Collected data entries:
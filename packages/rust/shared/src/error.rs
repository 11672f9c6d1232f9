//! Error types for CarbonBOM.
//!
//! Library crates use [`CarbonBomError`] via `thiserror`.
//! The CLI wraps this with `color-eyre` for rich diagnostics.

use std::path::PathBuf;

/// Top-level error type for all CarbonBOM operations.
#[derive(Debug, thiserror::Error)]
pub enum CarbonBomError {
    /// Configuration loading or validation error.
    #[error("config error: {message}")]
    Config { message: String },

    /// Reasoning-oracle transport error (HTTP, timeout, non-2xx reply).
    #[error("oracle error: {0}")]
    Oracle(String),

    /// Structured-reply parse error (strict `*key: value` grammar rejection).
    #[error("parse error: {message}")]
    Parse { message: String },

    /// Database or node-store layer error.
    #[error("store error: {0}")]
    Store(String),

    /// Filesystem I/O error.
    #[error("I/O error at {path:?}: {source}")]
    Io {
        path: PathBuf,
        source: std::io::Error,
    },

    /// Data validation error (tree invariant breach, invalid input, etc.).
    #[error("validation error: {message}")]
    Validation { message: String },
}

/// Convenience alias used throughout the codebase.
pub type Result<T> = std::result::Result<T, CarbonBomError>;

impl CarbonBomError {
    /// Create a config error from any displayable message.
    pub fn config(msg: impl Into<String>) -> Self {
        Self::Config {
            message: msg.into(),
        }
    }

    /// Create a parse error from any displayable message.
    pub fn parse(msg: impl Into<String>) -> Self {
        Self::Parse {
            message: msg.into(),
        }
    }

    /// Create a validation error from any displayable message.
    pub fn validation(msg: impl Into<String>) -> Self {
        Self::Validation {
            message: msg.into(),
        }
    }

    /// Wrap a `std::io::Error` with a path for context.
    pub fn io(path: impl Into<PathBuf>, source: std::io::Error) -> Self {
        Self::Io {
            path: path.into(),
            source,
        }
    }
}

#[cfg(test)]
mod tests {
    use super::*;

    #[test]
    fn error_display_formatting() {
        let err = CarbonBomError::config("missing API key");
        assert_eq!(err.to_string(), "config error: missing API key");

        let err = CarbonBomError::parse("missing *mass_value field");
        assert!(err.to_string().contains("*mass_value"));
    }
}
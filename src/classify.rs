const DETAILED_HEADER_TOKEN: &str = "Kill #";
const SUMMARY_HEADER_TOKEN: &str = "Scenario Name";

// Some exports prepend banner rows before the per-event header, so the
// substring fallback scans a bounded leading region instead of line one.
const CLASSIFY_SCAN_LINES: usize = 12;

/// Which of the two known export schemas a file uses.
#[derive(Debug, Clone, Copy, PartialEq, Eq)]
pub enum LogFormat {
    DetailedLog,
    SummaryTable,
    Unrecognized,
}

/// Pure classification over the raw text of one export file.
pub fn classify_format(text: &str) -> LogFormat {
    if is_detailed_log(text) {
        return LogFormat::DetailedLog;
    }

    if is_summary_table(text) {
        return LogFormat::SummaryTable;
    }

    LogFormat::Unrecognized
}

fn is_detailed_log(text: &str) -> bool {
    // Exact match on the first cell of an early row is the primary signal.
    if text
        .lines()
        .take(CLASSIFY_SCAN_LINES)
        .any(|line| first_cell(line) == DETAILED_HEADER_TOKEN)
    {
        return true;
    }

    // Looser substring fallback for files with leading metadata rows.
    text.lines()
        .take(CLASSIFY_SCAN_LINES)
        .any(|line| line.contains(DETAILED_HEADER_TOKEN))
}

fn is_summary_table(text: &str) -> bool {
    let Some(header_line) = text.lines().find(|line| !line.trim().is_empty()) else {
        return false;
    };

    header_line
        .split(',')
        .any(|cell| cell.trim() == SUMMARY_HEADER_TOKEN)
}

fn first_cell(line: &str) -> &str {
    line.split(',').next().unwrap_or("").trim()
}
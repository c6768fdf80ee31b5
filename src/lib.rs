//! Ingestion and normalization engine for aim-trainer performance logs.
//!
//! Raw export files come in two incompatible, loosely-structured text
//! schemas: a per-event detailed log and a per-session summary table. This
//! crate classifies each file, extracts comparable metrics from either
//! schema, reconciles conflicting date sources, derives a stamina index
//! from per-kill timelines, and merges everything into per-scenario time
//! series ready for charting and remote sync.

pub mod classify;
pub mod extract;
pub mod ingest;
pub mod record;
pub mod series;
pub mod session_date;
pub mod settings;
pub mod stamina;
pub mod sync;
pub mod watch;

pub use classify::{classify_format, LogFormat};
pub use ingest::{IngestReport, SkipReason, SkipReport, StatIngestor};
pub use record::{RawFile, ScenarioRecord, UploadRecord};
pub use series::ScenarioSeries;
pub use settings::TrackerSettings;
pub use sync::{RemoteStoreClient, SyncOutcome, DEFAULT_UPLOAD_BATCH_SIZE};

/// Install the process-wide tracing subscriber. Call once at startup.
pub fn init_tracing() {
    use tracing_subscriber::EnvFilter;

    tracing_subscriber::fmt()
        .with_env_filter(EnvFilter::try_from_default_env().unwrap_or_else(|_| EnvFilter::new("info")))
        .init();
}
use serde::Serialize;
use std::future::Future;

use crate::record::UploadRecord;

/// Remote stores cap payload sizes, so uploads go out in bounded batches.
pub const DEFAULT_UPLOAD_BATCH_SIZE: usize = 100;

#[derive(Debug, Clone, Serialize)]
#[serde(rename_all = "camelCase")]
pub struct BatchUploadFailure {
    pub batch_index: usize,
    pub record_count: usize,
    pub error: String,
}

/// Per-batch accounting for one upload run. A failed batch never prevents
/// later batches from being attempted; the local series stays available
/// for retry.
#[derive(Debug, Clone, Default, Serialize)]
#[serde(rename_all = "camelCase")]
pub struct SyncOutcome {
    pub batches_attempted: usize,
    pub batches_sent: usize,
    pub records_uploaded: usize,
    pub failures: Vec<BatchUploadFailure>,
}

impl SyncOutcome {
    pub fn fully_synced(&self) -> bool {
        self.failures.is_empty()
    }
}

/// Client handle for the remote session store, injected into the sync path
/// rather than constructed ad hoc.
#[derive(Debug, Clone)]
pub struct RemoteStoreClient {
    http: reqwest::Client,
    base_url: String,
    batch_size: usize,
}

impl RemoteStoreClient {
    pub fn new(base_url: impl Into<String>) -> Self {
        Self {
            http: reqwest::Client::new(),
            base_url: base_url.into(),
            batch_size: DEFAULT_UPLOAD_BATCH_SIZE,
        }
    }

    pub fn with_batch_size(mut self, batch_size: usize) -> Self {
        self.batch_size = batch_size.max(1);
        self
    }

    /// Upload a flat list of session records in bounded batches.
    pub async fn upload(&self, records: &[UploadRecord]) -> SyncOutcome {
        upload_in_batches(records, self.batch_size, |batch| async move {
            self.send_batch(&batch).await
        })
        .await
    }

    async fn send_batch(&self, batch: &[UploadRecord]) -> Result<(), String> {
        let endpoint = format!("{}/sessions", self.base_url.trim_end_matches('/'));

        let response = self
            .http
            .post(&endpoint)
            .json(batch)
            .send()
            .await
            .map_err(|error| format!("Failed to reach session store '{endpoint}': {error}"))?;

        response
            .error_for_status()
            .map_err(|error| format!("Session store rejected batch: {error}"))?;

        Ok(())
    }
}

/// Batching core, separated from the HTTP transport so the per-batch
/// failure policy is testable without a live store.
pub(crate) async fn upload_in_batches<SendBatch, SendFuture>(
    records: &[UploadRecord],
    batch_size: usize,
    mut send_batch: SendBatch,
) -> SyncOutcome
where
    SendBatch: FnMut(Vec<UploadRecord>) -> SendFuture,
    SendFuture: Future<Output = Result<(), String>>,
{
    let batch_size = batch_size.max(1);
    let mut outcome = SyncOutcome::default();

    for (batch_index, batch) in records.chunks(batch_size).enumerate() {
        outcome.batches_attempted += 1;

        match send_batch(batch.to_vec()).await {
            Ok(()) => {
                outcome.batches_sent += 1;
                outcome.records_uploaded += batch.len();
            }
            Err(error) => {
                tracing::warn!(
                    batch_index,
                    record_count = batch.len(),
                    upload_error = %error,
                    "Session batch upload failed"
                );
                outcome.failures.push(BatchUploadFailure {
                    batch_index,
                    record_count: batch.len(),
                    error,
                });
            }
        }
    }

    outcome
}

#[cfg(test)]
mod tests {
    use super::upload_in_batches;
    use crate::record::UploadRecord;
    use chrono::Utc;
    use std::sync::atomic::{AtomicUsize, Ordering};
    use std::sync::Arc;

    fn upload_records(count: usize) -> Vec<UploadRecord> {
        (0..count)
            .map(|index| UploadRecord {
                scenario: "Tile Frenzy".to_string(),
                score: index as f64,
                accuracy: 0.8,
                time_to_kill: 0.4,
                frame_rate: 240.0,
                stamina_index: 95.0,
                timestamp: Utc::now(),
            })
            .collect()
    }

    #[tokio::test]
    async fn splits_uploads_into_bounded_batches() {
        let records = upload_records(250);
        let calls = Arc::new(AtomicUsize::new(0));
        let call_counter = Arc::clone(&calls);

        let outcome = upload_in_batches(&records, 100, move |batch| {
            let call_counter = Arc::clone(&call_counter);
            async move {
                call_counter.fetch_add(1, Ordering::SeqCst);
                assert!(batch.len() <= 100);
                Ok(())
            }
        })
        .await;

        assert_eq!(calls.load(Ordering::SeqCst), 3);
        assert_eq!(outcome.batches_sent, 3);
        assert_eq!(outcome.records_uploaded, 250);
        assert!(outcome.fully_synced());
    }

    #[tokio::test]
    async fn failed_batch_does_not_stop_later_batches() {
        let records = upload_records(250);
        let calls = Arc::new(AtomicUsize::new(0));
        let call_counter = Arc::clone(&calls);

        let outcome = upload_in_batches(&records, 100, move |_batch| {
            let call_counter = Arc::clone(&call_counter);
            async move {
                let call_index = call_counter.fetch_add(1, Ordering::SeqCst);
                if call_index == 1 {
                    Err("store unavailable".to_string())
                } else {
                    Ok(())
                }
            }
        })
        .await;

        assert_eq!(calls.load(Ordering::SeqCst), 3);
        assert_eq!(outcome.batches_attempted, 3);
        assert_eq!(outcome.batches_sent, 2);
        assert_eq!(outcome.records_uploaded, 150);
        assert_eq!(outcome.failures.len(), 1);
        assert_eq!(outcome.failures[0].batch_index, 1);
        assert_eq!(outcome.failures[0].record_count, 100);
    }

    #[tokio::test]
    async fn empty_upload_is_a_no_op() {
        let outcome = upload_in_batches(&[], 100, |_batch| async { Ok(()) }).await;

        assert_eq!(outcome.batches_attempted, 0);
        assert!(outcome.fully_synced());
    }
}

Work to be completed - Copy the lines of the data above exactly as written, beginning with the line containing "fn is_summary_table(text: &str)" and ending with the line containing "fn first_cell(line: &str)", and leave out all other lines.

Solved problem -
fn is_summary_table(text: &str) -> bool {
    let Some(header_line) = text.lines().find(|line| !line.trim().is_empty()) else {
        return false;
    };

    header_line
        .split(',')
        .any(|cell| cell.trim() == SUMMARY_HEADER_TOKEN)
}

fn first_cell(line: &str) -> &str {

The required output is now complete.